Polymerization of insulin‐like growth factor‐binding protein‐1 (IGFBP‐1) potentiates IGF‐I actions in placenta

Insulin‐like growth factor (IGF)‐binding protein‐1 (IGFBP‐1), the main secretory protein of decidua that binds to IGFs and has been shown to inhibit or stimulate IGFs' bioactivities. Polymerization, one of the posttranslational modifications of IGFBP‐1, has been shown to lead to loss of inhibiting effect of IGFBP‐1 on IGF‐I actions. The current studies were undertaken to elucidate the effects of steroid hormones on IGFBP‐1 polymerization in trophoblast cell cultures. Placental tissues were obtained during legal, elective procedures of termination of pregnancy performed between 7 and 10 weeks of gestation, and primary trophoblast cells were separated. IGFBP‐1 polymerization was analyzed by SDS–PAGE and immunoblotting.

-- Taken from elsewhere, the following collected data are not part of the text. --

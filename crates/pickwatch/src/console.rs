// Line-oriented console presenter.
//
// Turns `DraftEvent`s into printable text and stdin lines into
// `UserCommand`s. Holds no session state of its own.

use std::fmt::Write as _;

use crate::draft::player::Player;
use crate::protocol::{DraftEvent, PickProcessed, UserCommand};
use crate::queue::MoveDirection;
use crate::recommend::RecommendationSet;
use crate::timer::ClockAlert;

pub const HELP: &str = "\
commands:
  panic | p           recommend now
  done                dismiss recommendations
  refresh | r         fetch picks now
  queue <id>          add a player to the pick queue
  unqueue <id>        remove a player from the queue
  up <id> | down <id> move a queued player
  clock [secs]        start the pick clock
  clear               stop the pick clock
  plan                show the draft plan
  target <round> <id> add a plan target
  backup <round> <id> add a plan backup
  unplan <round> <id> drop a player from a round's plan
  regen               rebuild the draft plan
  quit | q            exit";

// ---------------------------------------------------------------------------
// Input
// ---------------------------------------------------------------------------

/// Parse one input line. `None` for blank or unrecognized input.
pub fn parse_command(line: &str) -> Option<UserCommand> {
    let mut words = line.split_whitespace();
    let verb = words.next()?.to_ascii_lowercase();
    let arg = words.next();
    let extra = words.next();
    if words.next().is_some() {
        return None;
    }
    if extra.is_some() {
        return parse_plan_edit(&verb, arg, extra);
    }

    match (verb.as_str(), arg) {
        ("panic" | "p", None) => Some(UserCommand::Panic),
        ("done" | "dismiss", None) => Some(UserCommand::DismissPanic),
        ("refresh" | "r", None) => Some(UserCommand::Refresh),
        ("queue", Some(id)) => Some(UserCommand::Enqueue(id.to_string())),
        ("unqueue", Some(id)) => Some(UserCommand::Dequeue(id.to_string())),
        ("up", Some(id)) => Some(UserCommand::Reorder(id.to_string(), MoveDirection::Up)),
        ("down", Some(id)) => Some(UserCommand::Reorder(id.to_string(), MoveDirection::Down)),
        ("clock", None) => Some(UserCommand::StartClock(None)),
        ("clock", Some(secs)) => secs.parse().ok().map(|s| UserCommand::StartClock(Some(s))),
        ("clear", None) => Some(UserCommand::ClearClock),
        ("plan", None) => Some(UserCommand::ShowPlan),
        ("regen", None) => Some(UserCommand::RegeneratePlan),
        ("quit" | "q" | "exit", None) => Some(UserCommand::Quit),
        _ => None,
    }
}

/// `target|backup|unplan <round> <id>`.
fn parse_plan_edit(verb: &str, round: Option<&str>, id: Option<&str>) -> Option<UserCommand> {
    let round: u32 = round?.parse().ok()?;
    let id = id?.to_string();
    match verb {
        "target" => Some(UserCommand::PlanTarget(round, id)),
        "backup" => Some(UserCommand::PlanBackup(round, id)),
        "unplan" => Some(UserCommand::Unplan(round, id)),
        _ => None,
    }
}

// ---------------------------------------------------------------------------
// Output
// ---------------------------------------------------------------------------

/// Render one event. Empty string means nothing worth printing.
pub fn render_event(event: &DraftEvent) -> String {
    match event {
        DraftEvent::PicksProcessed(picks) => picks
            .iter()
            .map(render_pick)
            .collect::<Vec<_>>()
            .join("\n"),
        DraftEvent::TurnChanged {
            is_user_turn,
            estimated,
        } => {
            let suffix = if *estimated { " (estimated)" } else { "" };
            if *is_user_turn {
                format!(">>> YOU ARE ON THE CLOCK{suffix}")
            } else {
                format!("--- turn over{suffix}")
            }
        }
        DraftEvent::ScarcityUpdated(map) => {
            let parts: Vec<String> = map
                .iter()
                .map(|(pos, snap)| format!("{pos} {} ({})", snap.remaining, snap.level.label()))
                .collect();
            format!("scarcity: {}", parts.join(" | "))
        }
        DraftEvent::TimerTick { remaining_seconds } => {
            // Only print on round numbers; alerts cover the final stretch.
            if *remaining_seconds % 30 == 0 {
                format!("clock: {}", format_clock(*remaining_seconds))
            } else {
                String::new()
            }
        }
        DraftEvent::TimerAlert(alert) => match alert {
            ClockAlert::ThirtySeconds => "clock: 30 seconds left".to_string(),
            ClockAlert::FifteenSeconds => "clock: 15 seconds left".to_string(),
            ClockAlert::FinalSeconds(n) => format!("clock: {n}"),
        },
        DraftEvent::TimerExpired { auto_pick } => match auto_pick {
            Some(p) => format!("!!! time expired, queue suggests {}", player_line(p)),
            None => "!!! time expired, queue is empty".to_string(),
        },
        DraftEvent::RecommendationsReady(set) => render_recommendations(set),
        DraftEvent::PanicDismissed => "recommendations dismissed".to_string(),
        DraftEvent::QueueChanged(players) => {
            if players.is_empty() {
                "queue: (empty)".to_string()
            } else {
                let names: Vec<String> = players
                    .iter()
                    .enumerate()
                    .map(|(i, p)| format!("{}. {}", i + 1, player_line(p)))
                    .collect();
                format!("queue:\n  {}", names.join("\n  "))
            }
        }
        DraftEvent::PlanUpdated(plan) => {
            if plan.is_empty() {
                return "plan: (empty)".to_string();
            }
            let mut out = String::from("plan:");
            for (round, rp) in plan.rounds() {
                let targets: Vec<&str> = rp.targets.iter().map(|p| p.name.as_str()).collect();
                let backups: Vec<&str> = rp.backups.iter().map(|p| p.name.as_str()).collect();
                let _ = write!(out, "\n  R{round:<2} {}", targets.join(", "));
                if !backups.is_empty() {
                    let _ = write!(out, "  [backup: {}]", backups.join(", "));
                }
            }
            out
        }
        DraftEvent::SyncError { message } => format!("sync error: {message}"),
        DraftEvent::DraftCompleted { total_picks } => {
            format!("draft complete after {total_picks} picks")
        }
    }
}

fn render_pick(processed: &PickProcessed) -> String {
    let pick = &processed.pick;
    let who = match &processed.player {
        Some(p) => player_line(p),
        None => {
            let pos = pick.position.map(|p| p.to_string()).unwrap_or_else(|| "?".into());
            let name = pick.player_name.as_deref().unwrap_or(&pick.player_id);
            format!("{name} ({pos})")
        }
    };
    let mut line = format!("#{:<3} {who}", pick.pick_number);
    let analysis = &processed.analysis;
    if let Some(delta) = analysis.adp_delta {
        let _ = write!(line, "  {} {:+.0}", analysis.verdict.label(), delta);
    }
    if analysis.by_tracked_roster {
        line.push_str("  [yours]");
    }
    if analysis.was_recommended {
        line.push_str("  [recommended]");
    }
    line
}

fn render_recommendations(set: &RecommendationSet) -> String {
    let mut out = format!(
        "=== PANIC: round {}, pick {} ===",
        set.round, set.overall_pick
    );
    if set.using_demo_data {
        out.push_str("\n  (demo data: live player catalog unavailable)");
    }
    if set.roster_estimated {
        out.push_str("\n  (roster needs estimated from round)");
    }
    if set.recommendations.is_empty() {
        out.push_str("\n  no eligible players");
    }
    for (i, rec) in set.recommendations.iter().enumerate() {
        let _ = write!(
            out,
            "\n  {}. {} [{} {}%]\n     {}",
            i + 1,
            player_line(&rec.player),
            rec.strategy.label(),
            rec.confidence,
            rec.reasoning
        );
    }
    out
}

fn player_line(p: &Player) -> String {
    let team = p.team.as_deref().unwrap_or("FA");
    format!("{} {} {} ({})", p.name, p.position, team, p.id)
}

fn format_clock(seconds: u32) -> String {
    format!("{}:{:02}", seconds / 60, seconds % 60)
}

IGFBP‐1 was polymerized when IGFBP‐1 was added to trophoblast cell cultures. Polymerization of IGFBP‐1 was inhibited by the addition of anti‐tissue transglutaminase antibody into the culture media. There was an increase in the intensity of polymerized IGFBP‐1 bands with the addition of medroxyprogesterone acetate (MPA), while no such difference was observed upon treatment with estradiol. MPA also increased the expression of tissue transglutaminase on trophoblast cell membranes. IGF‐I stimulated trophoblast cell migration, while IGFBP‐1 inhibited this IGF‐I‐induced trophoblast response. Addition of MPA attenuated the inhibitory effects of IGFBP‐1 on IGF‐I‐induced trophoblast cell migration. IGFBP‐1 was polymerized by tissue transglutaminase on the cell surface of trophoblasts, and MPA increased tissue transglutaminase expression on the cell surface and facilitated IGFBP‐1 polymerization. These results suggest that progesterone might facilitate polymerization of decidua‐secreted IGFBP‐1 and increase IGF‐I actions at feto‐maternal interface, thereby stimulating trophoblast invasion of maternal uterus. J. Cell. Physiol. 226: 434–439, 2011. © 2010 Wiley‐Liss, Inc.